Sempre vemos muitas propagandas, comerciais de TV e redes sociais, programas dedicados à maternidade com relatos de muitas mulheres-mães. 

Mas será que maio, o “mês das mães”, todas as maternidades são representadas, valorizadas e vistas? 

Trazendo o recorte da maternidade atípica te digo que ainda não! 

Pouco se aborda sobre a mãe da pessoa com deficiência a não ser trazendo o discurso trágico de que “vivemos um luto” ao descobrir o diagnóstico de um filho com deficiência. Ou, matérias repletas de trechos chamando-nos de “guerreiras”, “especiais” e “escolhidas por deus”. Aquela pesquisa bastante conhecida de que a nossa maternidade é mais estressante que a rotina de um soldado em guerra, sempre vem à tona! 

Relatos trazendo a dificuldade de se criar um filho com deficiência são os mais explorados, porque o sofrimento gera engajamento. Uma vez estava reunida com outras mães de pessoas com deficiência e um familiar de uma delas disse: “Vocês são felizes né? Achei que encontraria mulheres tristes aqui.” Porque a idealização que se tem em nossa sociedade é justamente essa, de que somos mães infelizes por termos filhos incapazes. 
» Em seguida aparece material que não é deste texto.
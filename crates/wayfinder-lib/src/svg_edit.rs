//! Source-preserving edits to an SVG document.
//!
//! `roxmltree` documents are read-only, so changes are recorded against byte
//! ranges of the parsed source and spliced in a single pass. Markup that is
//! not edited is kept verbatim.

use std::ops::Range;

use roxmltree::Node as XmlNode;

/// Pending replacements against one source string.
#[derive(Debug, Default)]
pub(crate) struct SvgEdits {
    edits: Vec<(Range<usize>, String)>,
}

impl SvgEdits {
    pub(crate) fn new() -> Self {
        Self::default()
    }

    pub(crate) fn replace(&mut self, range: Range<usize>, text: impl Into<String>) {
        self.edits.push((range, text.into()));
    }

    pub(crate) fn insert(&mut self, at: usize, text: impl Into<String>) {
        self.replace(at..at, text);
    }

    /// Set `name` on `node`, overwriting the value in place when present.
    pub(crate) fn set_attribute(&mut self, svg: &str, node: XmlNode<'_, '_>, name: &str, value: &str) {
        let escaped = escape_attribute(value);
        match node.attributes().find(|attribute| attribute.name() == name) {
            Some(attribute) => self.replace(attribute.range_value(), escaped),
            None => self.insert(tag_name_end(svg, node), format!(" {name}=\"{escaped}\"")),
        }
    }

    /// Drop `name` from `node` together with its leading whitespace.
    pub(crate) fn remove_attribute(&mut self, svg: &str, node: XmlNode<'_, '_>, name: &str) -> bool {
        let Some(attribute) = node.attributes().find(|attribute| attribute.name() == name) else {
            return false;
        };
        let range = attribute.range();
        let start = svg[..range.start].trim_end().len();
        self.replace(start..range.end, "");
        true
    }

    /// Append `content` after the last child of `node`. A self-closing
    /// element is opened up first.
    pub(crate) fn append_child(&mut self, svg: &str, node: XmlNode<'_, '_>, content: &str) {
        let range = node.range();
        let source = &svg[range.clone()];
        if source.ends_with("/>") {
            let name = &svg[range.start + 1..tag_name_end(svg, node)];
            self.replace(range.end - 2..range.end, format!(">{content}</{name}>"));
        } else {
            let close = source
                .rfind("</")
                .map_or(range.end, |offset| range.start + offset);
            self.insert(close, content);
        }
    }

    /// Splice every edit into `svg`. Edits must not overlap; insertions at
    /// the same offset keep the order they were recorded in.
    pub(crate) fn apply(self, svg: &str) -> String {
        let mut ordered: Vec<(usize, Range<usize>, String)> = self
            .edits
            .into_iter()
            .enumerate()
            .map(|(seq, (range, text))| (seq, range, text))
            .collect();
        ordered.sort_by_key(|(seq, range, _)| (range.start, range.end, *seq));

        let mut output = svg.to_string();
        for (_, range, text) in ordered.into_iter().rev() {
            output.replace_range(range, &text);
        }
        output
    }
}

/// Byte offset just past the element's qualified name in its start tag.
fn tag_name_end(svg: &str, node: XmlNode<'_, '_>) -> usize {
    let start = node.range().start + 1;
    let length = svg[start..]
        .find(|c: char| c.is_whitespace() || c == '/' || c == '>')
        .unwrap_or(0);
    start + length
}

pub(crate) fn escape_attribute(value: &str) -> String {
    let mut escaped = String::with_capacity(value.len());
    for ch in value.chars() {
        match ch {
            '&' => escaped.push_str("&amp;"),
            '<' => escaped.push_str("&lt;"),
            '"' => escaped.push_str("&quot;"),
            _ => escaped.push(ch),
        }
    }
    escaped
}

pub(crate) fn escape_text(value: &str) -> String {
    let mut escaped = String::with_capacity(value.len());
    for ch in value.chars() {
        match ch {
            '&' => escaped.push_str("&amp;"),
            '<' => escaped.push_str("&lt;"),
            '>' => escaped.push_str("&gt;"),
            _ => escaped.push(ch),
        }
    }
    escaped
}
Mas a pesquisa do Instituto Baresi, de 2012, indicando que 78% dos pais acabam abandonando a família pouco tempo depois que o filho com deficiência recebe o diagnóstico, é sempre citada. Sempre! Essa pesquisa revela duas coisas: a primeira é a falta de dados atualizados sobre o maternar atípico. E a segunda é que homens abandonam seus filhos com deficiência e famílias porque eles precisarão de mais apoio, cuidado, atenção, paciência e aprender itens a mais pra paternidade atípica e muitos desses homens não querem. Porque precisarão cuidar integralmente. O privilégio de não poder cuidar, é masculino.  

E se trouxermos mais um recorte dentro da maternidade atípica, temos mais de 11 milhões de mães solos no Brasil. Como a vida da mãe solo avança, se ela fica limitada a garantir que os direitos do filho sejam assegurados? 

As evidências da ausência de políticas públicas, do abandono paterno, da falta de oportunidades no mercado de trabalho, da escassez de políticas públicas do cuidado que sobrecarregam e marginalizam as mães atípicas, estão aí. Mas nada é feito. 

E quando iremos tratar das oportunidades pra essas mulheres mães-atípicas? Quando vamos parar de achar que ter um filho com deficiência é algo penoso, um castigo?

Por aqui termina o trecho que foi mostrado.